The first shoots of asparagus that you find poking up out of the warming soil each spring feel like a gift from above. After a long winter, there is nothing like the enjoyment of fresh food, making this quiche the quintessential springtime brunch. Delight in the harmonious blend of flavours with the Bacon and Asparagus Quiche from The Davison Orchards Cookbook. This brunch favourite combines the smoky richness of bacon with the freshness of asparagus in a buttery, flaky crust. Each slice is a savoury symphony that embodies the essence of spring, promising a culinary experience that is both comforting and elegant.

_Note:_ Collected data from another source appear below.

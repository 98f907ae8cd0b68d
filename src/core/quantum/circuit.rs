//! Named-gate front end over [`StateVector`].
//!
//! Qubits are indexed from 0, and qubit 0 is the leftmost character of every
//! basis label:
//!
//! ```ignore
//! let mut qc = Circuit::new(2);
//! qc.h(&[0])?;
//! qc.cx(0, 1)?;
//! let counts = qc.measure(1000)?; // roughly {"00": 500, "11": 500}
//! ```
use num_complex::Complex64 as C64;

use super::gates::{Gate, GateKind};
use super::state::{Counts, StateVector};
use crate::core::error::{QuantumError, QuantumResult};

#[derive(Clone, Debug, PartialEq)]
pub struct Circuit {
    state: StateVector,
}

impl Circuit {
    /// Starts from |0…0⟩.
    pub fn new(num_qubits: usize) -> Self {
        Self { state: StateVector::new(num_qubits) }
    }

    /// Like [`Circuit::new`], with the register width checked.
    pub fn try_new(num_qubits: usize) -> QuantumResult<Self> {
        Ok(Self { state: StateVector::try_new(num_qubits)? })
    }

    pub fn num_qubits(&self) -> usize {
        self.state.num_qubits()
    }

    pub fn state(&self) -> &StateVector {
        &self.state
    }

    pub fn state_vector(&self) -> &[C64] {
        self.state.as_slice()
    }

    pub fn initialize(&mut self, values: &[C64]) -> QuantumResult<()> {
        self.state.initialize(values)
    }

    pub fn measure(&self, shots: usize) -> QuantumResult<Counts> {
        self.state.sample(shots)
    }

    pub fn measure_seeded(&self, shots: usize, seed: u64) -> QuantumResult<Counts> {
        self.state.sample_seeded(shots, seed)
    }

    /// Apply any gate, dispatching on the size of its matrix.
    ///
    /// A 2x2 matrix goes to every qubit in `qubits`; larger matrices need
    /// exactly as many qubits as they act on, controls first. The qubit
    /// count is checked against [`Gate::arity`] before any matrix is built.
    pub fn apply(&mut self, gate: &Gate, qubits: &[usize]) -> QuantumResult<()> {
        let arity = gate.arity();
        if arity > 1 && qubits.len() != arity {
            return Err(QuantumError::invalid_qubits(format!(
                "{gate} acts on {arity} qubits, got {qubits:?}"
            )));
        }
        if arity > 3 {
            return Err(QuantumError::dimension(format!(
                "{gate} acts on {arity} qubits; only 1-3 qubit gates can be applied"
            )));
        }
        let m = gate.matrix()?;
        match (m.nrows(), qubits) {
            (2, _) => self.state.apply_one_qubit_gate(&m, qubits),
            (4, &[a, b]) => self.state.apply_two_qubit_gate(&m, a, b),
            (8, &[a, b, c]) => self.state.apply_three_qubit_gate(&m, a, b, c),
            (4 | 8, _) => Err(QuantumError::invalid_qubits(format!(
                "{gate} acts on {} qubits, got {qubits:?}",
                gate.arity()
            ))),
            (dim, _) => Err(QuantumError::dimension(format!(
                "{gate} has a {dim}x{dim} matrix; only 1-3 qubit gates can be applied"
            ))),
        }
    }

    fn one(&mut self, kind: GateKind, inverse: bool, targ: &[usize]) -> QuantumResult<()> {
        let m = Gate::new(kind).dagger(inverse).matrix()?;
        self.state.apply_one_qubit_gate(&m, targ)
    }

    fn two(&mut self, gate: Gate, qubit1: usize, qubit2: usize) -> QuantumResult<()> {
        let m = gate.matrix()?;
        self.state.apply_two_qubit_gate(&m, qubit1, qubit2)
    }

    fn three(&mut self, gate: Gate, qubit1: usize, qubit2: usize, qubit3: usize) -> QuantumResult<()> {
        let m = gate.matrix()?;
        self.state.apply_three_qubit_gate(&m, qubit1, qubit2, qubit3)
    }

    fn c1(&mut self, kind: GateKind, ctrl: usize, targ: usize) -> QuantumResult<()> {
        self.two(Gate::new(kind).controlled(1), ctrl, targ)
    }

    fn c2(&mut self, kind: GateKind, ctrl1: usize, ctrl2: usize, targ: usize) -> QuantumResult<()> {
        self.three(Gate::new(kind).controlled(2), ctrl1, ctrl2, targ)
    }

    // Single-qubit gates. Several targets apply the gate to each of them.

    pub fn i(&mut self, targ: &[usize]) -> QuantumResult<()> {
        self.one(GateKind::I, false, targ)
    }
    pub fn h(&mut self, targ: &[usize]) -> QuantumResult<()> {
        self.one(GateKind::H, false, targ)
    }
    pub fn x(&mut self, targ: &[usize]) -> QuantumResult<()> {
        self.one(GateKind::X, false, targ)
    }
    pub fn y(&mut self, targ: &[usize]) -> QuantumResult<()> {
        self.one(GateKind::Y, false, targ)
    }
    pub fn z(&mut self, targ: &[usize]) -> QuantumResult<()> {
        self.one(GateKind::Z, false, targ)
    }
    pub fn s(&mut self, targ: &[usize]) -> QuantumResult<()> {
        self.one(GateKind::S, false, targ)
    }
    pub fn sdg(&mut self, targ: &[usize]) -> QuantumResult<()> {
        self.one(GateKind::S, true, targ)
    }
    pub fn t(&mut self, targ: &[usize]) -> QuantumResult<()> {
        self.one(GateKind::T, false, targ)
    }
    pub fn tdg(&mut self, targ: &[usize]) -> QuantumResult<()> {
        self.one(GateKind::T, true, targ)
    }
    pub fn p(&mut self, phi: f64, targ: &[usize]) -> QuantumResult<()> {
        self.one(GateKind::P { phi }, false, targ)
    }
    pub fn u(&mut self, theta: f64, phi: f64, lambda: f64, gamma: f64, targ: &[usize]) -> QuantumResult<()> {
        self.one(GateKind::U { theta, phi, lambda, gamma }, false, targ)
    }
    pub fn rx(&mut self, theta: f64, targ: &[usize]) -> QuantumResult<()> {
        self.one(GateKind::Rx { theta }, false, targ)
    }
    pub fn ry(&mut self, theta: f64, targ: &[usize]) -> QuantumResult<()> {
        self.one(GateKind::Ry { theta }, false, targ)
    }
    pub fn rz(&mut self, theta: f64, targ: &[usize]) -> QuantumResult<()> {
        self.one(GateKind::Rz { theta }, false, targ)
    }
    pub fn u1(&mut self, lambda: f64, targ: &[usize]) -> QuantumResult<()> {
        self.one(GateKind::U1 { lambda }, false, targ)
    }
    pub fn u2(&mut self, phi: f64, lambda: f64, targ: &[usize]) -> QuantumResult<()> {
        self.one(GateKind::U2 { phi, lambda }, false, targ)
    }
    pub fn u3(&mut self, theta: f64, phi: f64, lambda: f64, targ: &[usize]) -> QuantumResult<()> {
        self.one(GateKind::U3 { theta, phi, lambda }, false, targ)
    }

    // Two-qubit gates: (ctrl, targ).

    pub fn swap(&mut self, qubit1: usize, qubit2: usize) -> QuantumResult<()> {
        self.two(Gate::new(GateKind::Swap), qubit1, qubit2)
    }
    pub fn ch(&mut self, ctrl: usize, targ: usize) -> QuantumResult<()> {
        self.c1(GateKind::H, ctrl, targ)
    }
    pub fn cx(&mut self, ctrl: usize, targ: usize) -> QuantumResult<()> {
        self.c1(GateKind::X, ctrl, targ)
    }
    pub fn cy(&mut self, ctrl: usize, targ: usize) -> QuantumResult<()> {
        self.c1(GateKind::Y, ctrl, targ)
    }
    pub fn cz(&mut self, ctrl: usize, targ: usize) -> QuantumResult<()> {
        self.c1(GateKind::Z, ctrl, targ)
    }
    pub fn cs(&mut self, ctrl: usize, targ: usize) -> QuantumResult<()> {
        self.c1(GateKind::S, ctrl, targ)
    }
    pub fn ct(&mut self, ctrl: usize, targ: usize) -> QuantumResult<()> {
        self.c1(GateKind::T, ctrl, targ)
    }
    pub fn cp(&mut self, phi: f64, ctrl: usize, targ: usize) -> QuantumResult<()> {
        self.c1(GateKind::P { phi }, ctrl, targ)
    }
    pub fn cu(&mut self, theta: f64, phi: f64, lambda: f64, gamma: f64, ctrl: usize, targ: usize) -> QuantumResult<()> {
        self.c1(GateKind::U { theta, phi, lambda, gamma }, ctrl, targ)
    }
    pub fn crx(&mut self, theta: f64, ctrl: usize, targ: usize) -> QuantumResult<()> {
        self.c1(GateKind::Rx { theta }, ctrl, targ)
    }
    pub fn cry(&mut self, theta: f64, ctrl: usize, targ: usize) -> QuantumResult<()> {
        self.c1(GateKind::Ry { theta }, ctrl, targ)
    }
    pub fn crz(&mut self, theta: f64, ctrl: usize, targ: usize) -> QuantumResult<()> {
        self.c1(GateKind::Rz { theta }, ctrl, targ)
    }
    pub fn cu1(&mut self, lambda: f64, ctrl: usize, targ: usize) -> QuantumResult<()> {
        self.c1(GateKind::U1 { lambda }, ctrl, targ)
    }
    pub fn cu2(&mut self, phi: f64, lambda: f64, ctrl: usize, targ: usize) -> QuantumResult<()> {
        self.c1(GateKind::U2 { phi, lambda }, ctrl, targ)
    }
    pub fn cu3(&mut self, theta: f64, phi: f64, lambda: f64, ctrl: usize, targ: usize) -> QuantumResult<()> {
        self.c1(GateKind::U3 { theta, phi, lambda }, ctrl, targ)
    }

    // Three-qubit gates: (ctrl1, ctrl2, targ), except cswap(ctrl, qubit1, qubit2).

    pub fn cswap(&mut self, ctrl: usize, qubit1: usize, qubit2: usize) -> QuantumResult<()> {
        self.three(Gate::new(GateKind::Swap).controlled(1), ctrl, qubit1, qubit2)
    }
    pub fn cch(&mut self, ctrl1: usize, ctrl2: usize, targ: usize) -> QuantumResult<()> {
        self.c2(GateKind::H, ctrl1, ctrl2, targ)
    }
    pub fn ccx(&mut self, ctrl1: usize, ctrl2: usize, targ: usize) -> QuantumResult<()> {
        self.c2(GateKind::X, ctrl1, ctrl2, targ)
    }
    pub fn ccy(&mut self, ctrl1: usize, ctrl2: usize, targ: usize) -> QuantumResult<()> {
        self.c2(GateKind::Y, ctrl1, ctrl2, targ)
    }
    pub fn ccz(&mut self, ctrl1: usize, ctrl2: usize, targ: usize) -> QuantumResult<()> {
        self.c2(GateKind::Z, ctrl1, ctrl2, targ)
    }
    pub fn ccs(&mut self, ctrl1: usize, ctrl2: usize, targ: usize) -> QuantumResult<()> {
        self.c2(GateKind::S, ctrl1, ctrl2, targ)
    }
    pub fn cct(&mut self, ctrl1: usize, ctrl2: usize, targ: usize) -> QuantumResult<()> {
        self.c2(GateKind::T, ctrl1, ctrl2, targ)
    }
    pub fn ccp(&mut self, phi: f64, ctrl1: usize, ctrl2: usize, targ: usize) -> QuantumResult<()> {
        self.c2(GateKind::P { phi }, ctrl1, ctrl2, targ)
    }
    #[allow(clippy::too_many_arguments)]
    pub fn ccu(
        &mut self,
        theta: f64,
        phi: f64,
        lambda: f64,
        gamma: f64,
        ctrl1: usize,
        ctrl2: usize,
        targ: usize,
    ) -> QuantumResult<()> {
        self.c2(GateKind::U { theta, phi, lambda, gamma }, ctrl1, ctrl2, targ)
    }
    pub fn ccrx(&mut self, theta: f64, ctrl1: usize, ctrl2: usize, targ: usize) -> QuantumResult<()> {
        self.c2(GateKind::Rx { theta }, ctrl1, ctrl2, targ)
    }
    pub fn ccry(&mut self, theta: f64, ctrl1: usize, ctrl2: usize, targ: usize) -> QuantumResult<()> {
        self.c2(GateKind::Ry { theta }, ctrl1, ctrl2, targ)
    }
    pub fn ccrz(&mut self, theta: f64, ctrl1: usize, ctrl2: usize, targ: usize) -> QuantumResult<()> {
        self.c2(GateKind::Rz { theta }, ctrl1, ctrl2, targ)
    }
}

1 single-crust 9-inch pie shell
8 stalks asparagus
6 eggs
¾ cup 3.25% milk
1¼ cups shredded Italiano cheese blend (provolone, mozzarella, Romano, Emmenthal)
½ tsp pepper
½ tsp garlic salt
4 slices bacon, fully cooked and roughly chopped


  1. Line a 9-inch pie dish with the pastry.
  2. Preheat the oven to 350°F. Put a medium pot of water on to boil.
  3. Cut the heads off the top of the asparagus and set aside to use as a garnish. Thinly slice the asparagus stalks lengthwise. Place the slices in the boiling water. Bring the water back to a boil and simmer over medium heat for about 30 seconds. Remove the asparagus and rinse immediately with cold running water. Place it on a clean kitchen towel to dry.
  4. In a medium bowl, whisk together the eggs and milk. Stir in the cheese, pepper, and garlic salt.
  5. Cover the bottom of the pie shell with half the asparagus. Top with ¾ of the bacon, then the remaining asparagus. Pour the egg and cheese mixture over the asparagus. Garnish with the remaining bacon and asparagus heads, creating a pattern of your choice.
  6. Bake until set and firm to the touch in the centre, about 45 minutes. Let stand for 10 minutes before serving. Serve warm or room temperature.
  7. Leftovers can be stored in an airtight container in the refrigerator for up to 2 days. Reheat before serving.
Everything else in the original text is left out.